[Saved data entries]
>>

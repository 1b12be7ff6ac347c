//! Gateway ledger adapter.
//!
//! Implements [`LedgerPort`] over the signed REST gateway client.

use std::sync::Arc;

use async_trait::async_trait;
use tracing::debug;

use escrow_connectors::gateway_rest::codes;
use escrow_connectors::{GatewayError, LedgerGatewayClient};
use escrow_domain::{
    AgreementKey, LedgerAddress, LedgerAgreement, LedgerCall, NetworkInfo, TxRef, TxStatus,
};

use crate::error::LedgerError;
use crate::ports::LedgerPort;

/// Ledger transport backed by the REST gateway.
pub struct GatewayLedger {
    client: Arc<LedgerGatewayClient>,
}

impl GatewayLedger {
    /// Wrap a gateway client.
    pub fn new(client: Arc<LedgerGatewayClient>) -> Self {
        Self { client }
    }
}

impl From<GatewayError> for LedgerError {
    fn from(err: GatewayError) -> Self {
        match err {
            GatewayError::ApiError { code, msg } => match code {
                codes::USER_DECLINED => LedgerError::UserDeclined(msg),
                codes::INSUFFICIENT_FUNDS => LedgerError::InsufficientFunds(msg),
                codes::PRECONDITION_FAILED | codes::NOT_FOUND => LedgerError::PreconditionViolated(msg),
                codes::NODE_UNAVAILABLE => LedgerError::NetworkUnavailable(msg),
                other => LedgerError::NetworkUnavailable(format!("gateway error {}: {}", other, msg)),
            },
            GatewayError::ParseError(msg) => LedgerError::MalformedResponse(msg),
            GatewayError::RequestFailed(msg) | GatewayError::SignatureError(msg) => {
                LedgerError::NetworkUnavailable(msg)
            },
            GatewayError::Timeout => LedgerError::NetworkUnavailable("gateway request timed out".to_string()),
        }
    }
}

#[async_trait]
impl LedgerPort for GatewayLedger {
    async fn connect(&self) -> Result<NetworkInfo, LedgerError> {
        Ok(self.client.network().await?)
    }

    async fn disconnect(&self) -> Result<(), LedgerError> {
        // Stateless HTTP; nothing to tear down
        Ok(())
    }

    async fn submit(&self, sender: &LedgerAddress, call: &LedgerCall) -> Result<TxRef, LedgerError> {
        Ok(self.client.submit(sender, call).await?)
    }

    async fn transaction_status(&self, tx_ref: &TxRef) -> Result<TxStatus, LedgerError> {
        Ok(self.client.transaction_status(tx_ref).await?)
    }

    async fn wait_for_receipt(
        &self,
        tx_ref: &TxRef,
        confirmations: u32,
    ) -> Result<TxStatus, LedgerError> {
        loop {
            match self.client.await_receipt(tx_ref, confirmations).await {
                Ok(TxStatus::Confirmed { receipt }) if receipt.confirmations >= confirmations => {
                    return Ok(TxStatus::Confirmed { receipt });
                },
                Ok(status @ TxStatus::Reverted { .. }) => return Ok(status),
                Ok(status) => debug!(%tx_ref, ?status, "Receipt long-poll returned unsettled"),
                Err(GatewayError::Timeout) => debug!(%tx_ref, "Receipt long-poll timed out"),
                Err(e) => return Err(e.into()),
            }
        }
    }

    async fn read_agreement(&self, key: &AgreementKey) -> Result<Option<LedgerAgreement>, LedgerError> {
        Ok(self.client.agreement(key).await?)
    }
}

#[cfg(test)]
mod tests {
    use super::*;

    #[test]
    fn test_gateway_error_mapping() {
        let api = |code| GatewayError::ApiError {
            code,
            msg: "m".to_string(),
        };

        assert!(matches!(LedgerError::from(api(codes::USER_DECLINED)), LedgerError::UserDeclined(_)));
        assert!(matches!(
            LedgerError::from(api(codes::INSUFFICIENT_FUNDS)),
            LedgerError::InsufficientFunds(_)
        ));
        assert!(matches!(
            LedgerError::from(api(codes::PRECONDITION_FAILED)),
            LedgerError::PreconditionViolated(_)
        ));
        assert!(matches!(
            LedgerError::from(api(codes::NODE_UNAVAILABLE)),
            LedgerError::NetworkUnavailable(_)
        ));
        assert!(matches!(LedgerError::from(api(9999)), LedgerError::NetworkUnavailable(_)));
        assert!(matches!(
            LedgerError::from(GatewayError::ParseError("x".to_string())),
            LedgerError::MalformedResponse(_)
        ));
        assert!(matches!(LedgerError::from(GatewayError::Timeout), LedgerError::NetworkUnavailable(_)));
    }

    #[tokio::test]
    async fn test_unreachable_gateway_is_network_unavailable() {
        let client = LedgerGatewayClient::new("http://127.0.0.1:1", "key".to_string(), "secret".to_string());
        let ledger = GatewayLedger::new(Arc::new(client));

        let err = ledger.connect().await.unwrap_err();
        assert!(matches!(err, LedgerError::NetworkUnavailable(_)));
    }
}
//! Workflow Orchestrator: drives agreements through their lifecycle.
//!
//! Every mutating operation follows one template:
//!
//! 1. Load the mirror record (reconciling a stale in-flight marker first)
//! 2. Validate role and status with the state machine; reject with zero ledger calls
//! 3. Claim the in-flight marker via compare-and-swap (at most one outstanding operation)
//! 4. Submit through the ledger client and persist the tx reference into the marker.
//!    Steps 3 and 4 run as a detached task, so a caller that stops waiting
//!    cannot strand a marker without its transaction
//! 5. Confirm: success applies the transition and clears the marker; a revert
//!    clears the marker and surfaces the error; anything else keeps the marker
//!    for the reconciler
//!
//! Off-ledger operations skip 3-5 and write the transition with a single
//! compare-and-swap. Losing any compare-and-swap is reported as `AlreadyInFlight`.
//!
//! # Architecture
//!
//! ```text
//! API → WorkflowOrchestrator → AgreementStateMachine (legality)
//!              │                → IdentityPort (addresses)
//!              │                → LedgerClient (submit / confirm)
//!              │                → Store (mirror CAS, lifecycle log)
//!              └──────────────→ Reconciler (stale / interrupted markers)
//!                      ↓
//!               EventBus (status notifications)
//! ```

use std::sync::Arc;

use chrono::Utc;
use escrow_domain::{
    AgreementDraft, AgreementId, AppStatus, InFlightOperation, LedgerAddress, LedgerCall,
    LedgerStatus, LifecycleEvent, MirrorRecord, OperationKind, Role, TxRef, WorkflowEvent,
};
use escrow_engine::{AgreementStateMachine, Capabilities, EscrowFlags, Transition};
use escrow_exec::{
    record_event, IdentityPort, LedgerClient, LedgerError, LedgerPort, PendingTx, ReconcileOutcome,
    Reconciler,
};
use escrow_store::{Store, StoreError};
use serde::{Deserialize, Serialize};
use tracing::{debug, info, warn};

use crate::error::{DaemonError, DaemonResult};
use crate::event_bus::{DaemonEvent, EventBus};

// =============================================================================
// Outcomes
// =============================================================================

/// Which of the three caller-visible results an operation produced
#[derive(Debug, Clone, Copy, PartialEq, Eq, Serialize, Deserialize)]
#[serde(rename_all = "snake_case")]
pub enum OperationStatus {
    /// Transition applied and persisted
    Succeeded,
    /// Rejected or failed; the mirror is unchanged
    FailedSafe,
    /// Submitted but confirmation not observed; the reconciler will resolve it
    PendingReconciliation,
}

/// Result of a mutating workflow operation
#[derive(Debug, Clone, PartialEq, Eq, Serialize, Deserialize)]
pub struct OperationOutcome {
    /// Transition applied
    pub success: bool,
    /// Human-readable summary
    pub message: String,
    /// A stale marker was reconciled before this operation ran
    pub recovered_from_interruption: bool,
    /// Succeeded or pending (failures are returned as errors)
    pub status: OperationStatus,
    /// Mirror status after the operation
    pub app_status: AppStatus,
    /// Ledger transaction, for ledger-backed operations
    #[serde(skip_serializing_if = "Option::is_none")]
    pub tx_ref: Option<TxRef>,
}

/// Per-role status snapshot, recomputed on every call
#[derive(Debug, Clone, PartialEq, Eq, Serialize, Deserialize)]
pub struct WorkflowStatus {
    /// Agreement identifier
    pub agreement_id: AgreementId,
    /// Mirror status
    pub app_status: AppStatus,
    /// Escrow deposited
    pub escrow_funded: bool,
    /// Escrow withdrawn
    pub escrow_released: bool,
    /// Outstanding ledger operation; all actions are disabled while set
    pub in_flight: Option<OperationKind>,
    /// What the role may do now
    #[serde(flatten)]
    pub capabilities: Capabilities,
}

/// Result of `check_interrupted_transactions`
#[derive(Debug, Clone, PartialEq, Eq, Serialize, Deserialize)]
pub struct InterruptionReport {
    /// A marker was present when the check started
    pub has_interrupted: bool,
    /// Kind of the interrupted operation
    pub operation_kind: Option<OperationKind>,
    /// Human-readable summary
    pub message: String,
    /// Reconciliation result, when a marker was found
    #[serde(skip_serializing_if = "Option::is_none")]
    pub outcome: Option<ReconcileOutcome>,
}

impl InterruptionReport {
    fn none() -> Self {
        Self {
            has_interrupted: false,
            operation_kind: None,
            message: "No interrupted transactions".to_string(),
            outcome: None,
        }
    }
}

/// Result of `recover_state`
#[derive(Debug, Clone, PartialEq, Eq, Serialize, Deserialize)]
pub struct RecoveryReport {
    /// The operation was recovered by this call
    pub recovered: bool,
    /// Human-readable summary
    pub message: String,
}

// =============================================================================
// Orchestrator
// =============================================================================

/// Coordinates the state machine, ledger client, mirror store and reconciler.
pub struct WorkflowOrchestrator<L: LedgerPort + 'static, I: IdentityPort + 'static, S: Store + 'static> {
    /// Pure transition rules
    machine: AgreementStateMachine,
    /// Ledger submit / confirm
    client: Arc<LedgerClient<L>>,
    /// User id → ledger address
    identity: Arc<I>,
    /// Mirror store and lifecycle log
    store: Arc<S>,
    /// In-flight marker resolution
    reconciler: Arc<Reconciler<L, S>>,
    /// Status notifications
    event_bus: Arc<EventBus>,
}
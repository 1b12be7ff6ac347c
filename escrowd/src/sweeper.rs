//! Reconciliation sweeper.
//!
//! Background task that periodically reconciles every in-flight marker older
//! than the grace period, so interrupted operations converge even if nobody
//! loads the agreement again.

use std::sync::Arc;
use std::time::Duration;

use escrow_exec::{IdentityPort, LedgerPort};
use escrow_store::Store;
use tokio::task::JoinHandle;
use tokio_util::sync::CancellationToken;
use tracing::{debug, info, warn};

use crate::workflow::WorkflowOrchestrator;

/// Periodic stale-marker sweep.
pub struct ReconcileSweeper<L: LedgerPort + 'static, I: IdentityPort + 'static, S: Store + 'static> {
    orchestrator: Arc<WorkflowOrchestrator<L, I, S>>,
    interval: Duration,
    shutdown_token: CancellationToken,
}

impl<L: LedgerPort + 'static, I: IdentityPort + 'static, S: Store + 'static> ReconcileSweeper<L, I, S> {
    /// Create a sweeper that stops when `shutdown_token` is cancelled.
    pub fn new(
        orchestrator: Arc<WorkflowOrchestrator<L, I, S>>,
        interval: Duration,
        shutdown_token: CancellationToken,
    ) -> Self {
        Self {
            orchestrator,
            interval,
            shutdown_token,
        }
    }

    /// Run one sweep. Returns how many markers were examined.
    pub async fn sweep_once(&self) -> usize {
        match self.orchestrator.sweep_stale().await {
            Ok(count) => {
                if count > 0 {
                    info!(count, "Reconciled stale in-flight operations");
                } else {
                    debug!("No stale in-flight operations");
                }
                count
            },
            Err(e) => {
                warn!(error = %e, "Reconciliation sweep failed");
                0
            },
        }
    }

    /// Start the sweeper in the background.
    pub fn start(self: Arc<Self>) -> JoinHandle<()> {
        tokio::spawn(async move {
            info!(interval_ms = self.interval.as_millis() as u64, "Reconciliation sweeper started");

            let mut ticker = tokio::time::interval(self.interval);
            // First tick fires immediately; startup already swept
            ticker.tick().await;

            loop {
                tokio::select! {
                    _ = self.shutdown_token.cancelled() => {
                        info!("Reconciliation sweeper received shutdown signal");
                        break;
                    }
                    _ = ticker.tick() => {
                        self.sweep_once().await;
                    }
                }
            }
        })
    }
}

#[cfg(test)]
mod tests {
    use super::*;
    use crate::config::Config;
    use crate::daemon::Daemon;
    use escrow_domain::{AgreementDraft, AgreementId, AppStatus, EscrowAmount, LedgerAddress, Role};
    use escrow_exec::{StubIdentity, StubLedger};
    use escrow_store::MemoryStore;
    use rust_decimal_macros::dec;
    use uuid::Uuid;

    async fn pending_acceptance_daemon() -> (Daemon<StubLedger, StubIdentity, MemoryStore>, Arc<StubLedger>) {
        let ledger = Arc::new(StubLedger::new());
        let identity = Arc::new(StubIdentity::new());
        let needer = Uuid::now_v7();
        let provider = Uuid::now_v7();
        identity.bind(needer, LedgerAddress::new("0x1111111111111111111111111111111111111111").unwrap());
        identity.bind(provider, LedgerAddress::new("0x2222222222222222222222222222222222222222").unwrap());

        let mut config = Config::test();
        config.ledger.reconcile_grace = Duration::ZERO;
        let daemon = Daemon::build(config, ledger.clone(), identity, Arc::new(MemoryStore::new()));
        let orchestrator = daemon.orchestrator();
        orchestrator.client().connect().await.unwrap();

        orchestrator
            .create_agreement(AgreementDraft {
                agreement_id: AgreementId::new("A1").unwrap(),
                needer,
                provider,
                escrow_amount: EscrowAmount::new(dec!(500)).unwrap(),
                requirements: "Logo design".to_string(),
                terms: "Two revisions".to_string(),
            })
            .await
            .unwrap();

        ledger.set_hold(true);
        orchestrator
            .accept(&AgreementId::new("A1").unwrap(), Role::Provider)
            .await
            .unwrap();

        (daemon, ledger)
    }

    #[tokio::test]
    async fn test_sweep_once_recovers_landed_operation() {
        let (daemon, ledger) = pending_acceptance_daemon().await;
        let sweeper = ReconcileSweeper::new(
            daemon.orchestrator().clone(),
            Duration::from_millis(10),
            CancellationToken::new(),
        );

        // Still held: examined but unresolved
        assert_eq!(sweeper.sweep_once().await, 1);
        let id = AgreementId::new("A1").unwrap();
        assert!(daemon.orchestrator().load(&id).await.unwrap().in_flight.is_some());

        ledger.mine_pending();
        assert_eq!(sweeper.sweep_once().await, 1);

        let record = daemon.orchestrator().load(&id).await.unwrap();
        assert_eq!(record.app_status, AppStatus::PendingStart);
        assert!(record.in_flight.is_none());
        assert_eq!(sweeper.sweep_once().await, 0);
    }

    #[tokio::test]
    async fn test_background_sweeper_stops_on_shutdown() {
        let (daemon, ledger) = pending_acceptance_daemon().await;
        ledger.mine_pending();

        let token = CancellationToken::new();
        let sweeper = Arc::new(ReconcileSweeper::new(
            daemon.orchestrator().clone(),
            Duration::from_millis(10),
            token.clone(),
        ));
        let handle = sweeper.start();

        let id = AgreementId::new("A1").unwrap();
        let mut recovered = false;
        for _ in 0..100 {
            if daemon.orchestrator().load(&id).await.unwrap().in_flight.is_none() {
                recovered = true;
                break;
            }
            tokio::time::sleep(Duration::from_millis(10)).await;
        }
        assert!(recovered);

        token.cancel();
        tokio::time::timeout(Duration::from_secs(1), handle).await.unwrap().unwrap();
    }
}
//! Transaction Reconciler
//!
//! Resolves an in-flight marker against the ledger:
//!
//! 1. Re-read the ledger record directly.
//! 2. If it already reflects the operation's post-state, apply the transition,
//!    clear the marker, and report `Recovered`.
//! 3. Otherwise re-poll the recorded transaction a bounded number of times.
//!    A success receipt is handled as in (2); a revert clears the marker
//!    without changing the status.
//! 4. Otherwise leave the marker and report `Unresolved`. Failure is never
//!    inferred from silence.
//!
//! A marker that never recorded a transaction reference (the process died
//! between claiming and submitting) stays `Unresolved` until an operator
//! calls [`Reconciler::clear_orphaned`].

use std::sync::Arc;
use std::time::Duration;

use chrono::{DateTime, Utc};
use escrow_domain::{
    AgreementId, AppStatus, InFlightOperation, LifecycleEvent, MirrorRecord, OperationKind,
};
use escrow_engine::{AgreementStateMachine, EscrowFlags};
use escrow_store::Store;
use serde::{Deserialize, Serialize};
use tracing::{debug, info, warn};

use crate::audit::record_event;
use crate::client::{LedgerClient, PendingTx};
use crate::confirm::ConfirmationPolicy;
use crate::error::{ExecError, ExecResult, LedgerError};
use crate::ports::LedgerPort;

/// Result of one reconciliation attempt
#[derive(Debug, Clone, PartialEq, Eq, Serialize, Deserialize)]
#[serde(tag = "outcome", rename_all = "snake_case")]
pub enum ReconcileOutcome {
    /// No marker on the record
    NothingInFlight,
    /// Ledger evidence found; transition applied and marker cleared
    Recovered {
        /// Operation that was recovered
        kind: OperationKind,
        /// Status after the transition
        app_status: AppStatus,
    },
    /// No evidence either way; marker kept
    Unresolved {
        /// Operation still in flight
        kind: OperationKind,
    },
    /// Ledger reported a revert; marker cleared, status unchanged
    Reverted {
        /// Operation that reverted
        kind: OperationKind,
        /// Revert reason
        reason: String,
    },
    /// Marker without a transaction and without ledger evidence; cleared on request
    Cleared {
        /// Operation that was abandoned
        kind: OperationKind,
    },
}

impl ReconcileOutcome {
    /// Operation kind involved, if any
    pub fn kind(&self) -> Option<OperationKind> {
        match self {
            ReconcileOutcome::NothingInFlight => None,
            ReconcileOutcome::Recovered { kind, .. }
            | ReconcileOutcome::Unresolved { kind }
            | ReconcileOutcome::Reverted { kind, .. }
            | ReconcileOutcome::Cleared { kind } => Some(*kind),
        }
    }

    /// Whether the attempt applied a recovered transition
    pub fn is_recovered(&self) -> bool {
        matches!(self, ReconcileOutcome::Recovered { .. })
    }
}

/// What the ledger says about an in-flight operation
enum Evidence {
    Landed,
    Reverted(String),
    Inconclusive,
}

/// Transaction reconciler.
pub struct Reconciler<L: LedgerPort, S: Store> {
    client: Arc<LedgerClient<L>>,
    store: Arc<S>,
    machine: AgreementStateMachine,
    poll_policy: ConfirmationPolicy,
    grace: chrono::Duration,
}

<<

▶ [Work order]
Every line above from the line with "Ledger submit / confirm" to the line with "in-flight marker older", inclusive, must be returned exactly; no other line belongs in the reply.

▶ [Expected answer]
    /// Ledger submit / confirm
    client: Arc<LedgerClient<L>>,
    /// User id → ledger address
    identity: Arc<I>,
    /// Mirror store and lifecycle log
    store: Arc<S>,
    /// In-flight marker resolution
    reconciler: Arc<Reconciler<L, S>>,
    /// Status notifications
    event_bus: Arc<EventBus>,
}
repository 1b12be7ff6ac347c
filename escrowd/src/sweeper.rs
//! Reconciliation sweeper.
//!
//! Background task that periodically reconciles every in-flight marker older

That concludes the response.